** Opening Supplied information block **

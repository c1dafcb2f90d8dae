use std::sync::Arc;

use flash_core::model::{Role, Session, Username};
use storage::repository::UserRepository;

use crate::error::UserServiceError;

/// Maintains the registered-usernames list.
#[derive(Clone)]
pub struct UserService {
    users: Arc<dyn UserRepository>,
}

impl UserService {
    #[must_use]
    pub fn new(users: Arc<dyn UserRepository>) -> Self {
        Self { users }
    }

    /// Register a username.
    ///
    /// Names are compared and stored normalized, so `Alice` and `alice`
    /// collide. Returns the stored list after the append.
    ///
    /// # Errors
    ///
    /// Returns `UserServiceError::Forbidden` for non super-administrators,
    /// `Validation` for a blank name, `DuplicateUser` for a name already
    /// registered, `Storage` if persistence fails.
    pub async fn add_user(
        &self,
        session: &Session,
        username: &str,
    ) -> Result<Vec<String>, UserServiceError> {
        ensure_super_admin(session)?;
        let username = Username::parse(username)?;

        let mut users = self.users.load_users().await?;
        if users.iter().any(|existing| username.matches(existing)) {
            tracing::warn!(user = %username, "user already registered");
            return Err(UserServiceError::DuplicateUser(username.to_string()));
        }
        users.push(username.to_string());
        self.users.save_users(&users).await?;

        tracing::info!(user = %username, total = users.len(), "registered user");
        Ok(users)
    }

    /// Registered usernames in stored order.
    ///
    /// # Errors
    ///
    /// Returns `UserServiceError::Forbidden` for non super-administrators,
    /// `Storage` if the list cannot be read.
    pub async fn list_users(&self, session: &Session) -> Result<Vec<String>, UserServiceError> {
        ensure_super_admin(session)?;
        Ok(self.users.load_users().await?)
    }
}

fn ensure_super_admin(session: &Session) -> Result<(), UserServiceError> {
    if session.role() != Role::SuperAdmin {
        return Err(UserServiceError::Forbidden {
            role: session.role(),
        });
    }
    Ok(())
}

#[cfg(test)]
mod tests {
    use super::*;
    use flash_core::model::UsernameError;
    use storage::repository::Storage;

    fn root() -> Session {
        Session::new(Username::parse("root").unwrap(), Role::SuperAdmin)
    }

    #[tokio::test]
    async fn duplicate_detection_is_case_insensitive() {
        let storage = Storage::in_memory();
        let service = UserService::new(Arc::clone(&storage.users));

        service.add_user(&root(), "Alice").await.unwrap();
        let err = service.add_user(&root(), "alice").await.unwrap_err();
        assert!(matches!(err, UserServiceError::DuplicateUser(ref name) if name == "alice"));
        assert_eq!(service.list_users(&root()).await.unwrap(), vec!["alice"]);
    }

    #[tokio::test]
    async fn legacy_unnormalized_entries_still_collide() {
        let storage = Storage::in_memory();
        storage
            .users
            .save_users(&[" Bob".to_owned()])
            .await
            .unwrap();
        let service = UserService::new(Arc::clone(&storage.users));

        let err = service.add_user(&root(), "BOB").await.unwrap_err();
        assert!(matches!(err, UserServiceError::DuplicateUser(_)));
    }

    #[tokio::test]
    async fn blank_name_is_rejected() {
        let storage = Storage::in_memory();
        let service = UserService::new(Arc::clone(&storage.users));
        let err = service.add_user(&root(), "  ").await.unwrap_err();
        assert!(matches!(
            err,
            UserServiceError::Validation(UsernameError::Empty)
        ));
    }

    #[tokio::test]
    async fn non_super_admin_is_forbidden() {
        let storage = Storage::in_memory();
        let service = UserService::new(Arc::clone(&storage.users));
        let learner = Session::new(Username::parse("al").unwrap(), Role::Learner);
        assert!(matches!(
            service.add_user(&learner, "bob").await.unwrap_err(),
            UserServiceError::Forbidden { .. }
        ));
        assert!(service.list_users(&learner).await.is_err());
    }
}
use std::sync::Arc;

use rand::Rng;
use rand::seq::SliceRandom;

use flash_core::model::{Card, DeckKey, Role, Session};
use storage::repository::{DeckRepository, StorageError};

/// Cards visible to a session, in presentation order.
#[derive(Debug, Clone, PartialEq, Eq)]
pub struct ResolvedDeck {
    pub cards: Vec<Card>,
    /// True when `cards` was shuffled rather than kept in stored order.
    pub shuffled: bool,
}

/// Decides which stored cards a session studies and in what order.
///
/// - Learners get the shared deck followed by their own deck, shuffled.
/// - Editors get the shared deck in stored order, so positional deletes hit
///   the card they see.
/// - Super-administrators get their own personal deck in stored order.
#[derive(Clone)]
pub struct DeckResolver {
    decks: Arc<dyn DeckRepository>,
}

impl DeckResolver {
    #[must_use]
    pub fn new(decks: Arc<dyn DeckRepository>) -> Self {
        Self { decks }
    }

    /// Resolve using the thread-local random source.
    ///
    /// # Errors
    ///
    /// Returns `StorageError` if a deck cannot be loaded.
    pub async fn resolve(&self, session: &Session) -> Result<ResolvedDeck, StorageError> {
        let (mut cards, shuffled) = self.load(session).await?;
        if shuffled {
            cards.shuffle(&mut rand::rng());
        }
        Ok(Self::finish(session, cards, shuffled))
    }

    /// Resolve with a caller-supplied random source.
    ///
    /// # Errors
    ///
    /// Returns `StorageError` if a deck cannot be loaded.
    pub async fn resolve_with_rng<R: Rng + ?Sized>(
        &self,
        session: &Session,
        rng: &mut R,
    ) -> Result<ResolvedDeck, StorageError> {
        let (mut cards, shuffled) = self.load(session).await?;
        if shuffled {
            cards.shuffle(rng);
        }
        Ok(Self::finish(session, cards, shuffled))
    }

    async fn load(&self, session: &Session) -> Result<(Vec<Card>, bool), StorageError> {
        match session.role() {
            Role::Learner => {
                let mut cards = self.decks.load_deck(&DeckKey::Shared).await?;
                cards.extend(self.decks.load_deck(&session.own_deck()).await?);
                Ok((cards, true))
            }
            Role::Editor => Ok((self.decks.load_deck(&DeckKey::Shared).await?, false)),
            Role::SuperAdmin => Ok((self.decks.load_deck(&session.own_deck()).await?, false)),
        }
    }

    fn finish(session: &Session, cards: Vec<Card>, shuffled: bool) -> ResolvedDeck {
        tracing::debug!(
            user = %session.username(),
            role = %session.role(),
            cards = cards.len(),
            shuffled,
            "resolved deck"
        );
        ResolvedDeck { cards, shuffled }
    }
}
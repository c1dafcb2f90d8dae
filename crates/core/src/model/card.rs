use serde::{Deserialize, Serialize};
use thiserror::Error;

//
// ─── CARD TYPES ────────────────────────────────────────────────────────────────
//

/// Unvalidated question/answer pair as typed into an editor form.
#[derive(Debug, Clone, PartialEq, Eq)]
pub struct CardDraft {
    pub question: String,
    pub answer: String,
}

impl CardDraft {
    pub fn new(question: impl Into<String>, answer: impl Into<String>) -> Self {
        Self {
            question: question.into(),
            answer: answer.into(),
        }
    }

    /// Trim both sides and reject empty ones.
    ///
    /// # Errors
    ///
    /// Returns `CardError::EmptyQuestion` or `CardError::EmptyAnswer` when the
    /// corresponding field is empty after trimming.
    pub fn validate(self) -> Result<Card, CardError> {
        let question = self.question.trim();
        if question.is_empty() {
            return Err(CardError::EmptyQuestion);
        }
        let answer = self.answer.trim();
        if answer.is_empty() {
            return Err(CardError::EmptyAnswer);
        }
        Ok(Card {
            question: question.to_owned(),
            answer: answer.to_owned(),
        })
    }
}

/// A flashcard as persisted: `{"question": ..., "answer": ...}`.
///
/// Cards carry no identifier. A card is addressed by its index in the
/// collection that owns it.
#[derive(Debug, Clone, PartialEq, Eq, Hash, Serialize, Deserialize)]
pub struct Card {
    question: String,
    answer: String,
}

impl Card {
    /// Build a card from raw text, trimming and validating both sides.
    ///
    /// # Errors
    ///
    /// See [`CardDraft::validate`].
    pub fn new(question: impl Into<String>, answer: impl Into<String>) -> Result<Self, CardError> {
        CardDraft::new(question, answer).validate()
    }

    #[must_use]
    pub fn question(&self) -> &str {
        &self.question
    }

    #[must_use]
    pub fn answer(&self) -> &str {
        &self.answer
    }

    /// Case- and surrounding-whitespace-insensitive comparison against the
    /// stored answer.
    #[must_use]
    pub fn is_correct(&self, typed: &str) -> bool {
        normalize_answer(typed) == normalize_answer(&self.answer)
    }
}

/// Trim + lowercase, the comparison form used for grading.
#[must_use]
pub fn normalize_answer(raw: &str) -> String {
    raw.trim().to_lowercase()
}

//
// ─── CARD VALIDATION ERRORS ────────────────────────────────────────────────────
//

#[derive(Debug, Error, Clone, PartialEq, Eq)]
#[non_exhaustive]
pub enum CardError {
    #[error("question cannot be empty")]
    EmptyQuestion,

    #[error("answer cannot be empty")]
    EmptyAnswer,
}

//
// ─── TESTS ─────────────────────────────────────────────────────────────────────
//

** Closing Supplied information block **

Provide an exact transcript of the lines from the one that holds "pub enum CardError" through the final line of the data above.

_Your solution_
pub enum CardError {
    #[error("question cannot be empty")]
    EmptyQuestion,

    #[error("answer cannot be empty")]
    EmptyAnswer,
}

//
// ─── TESTS ─────────────────────────────────────────────────────────────────────
//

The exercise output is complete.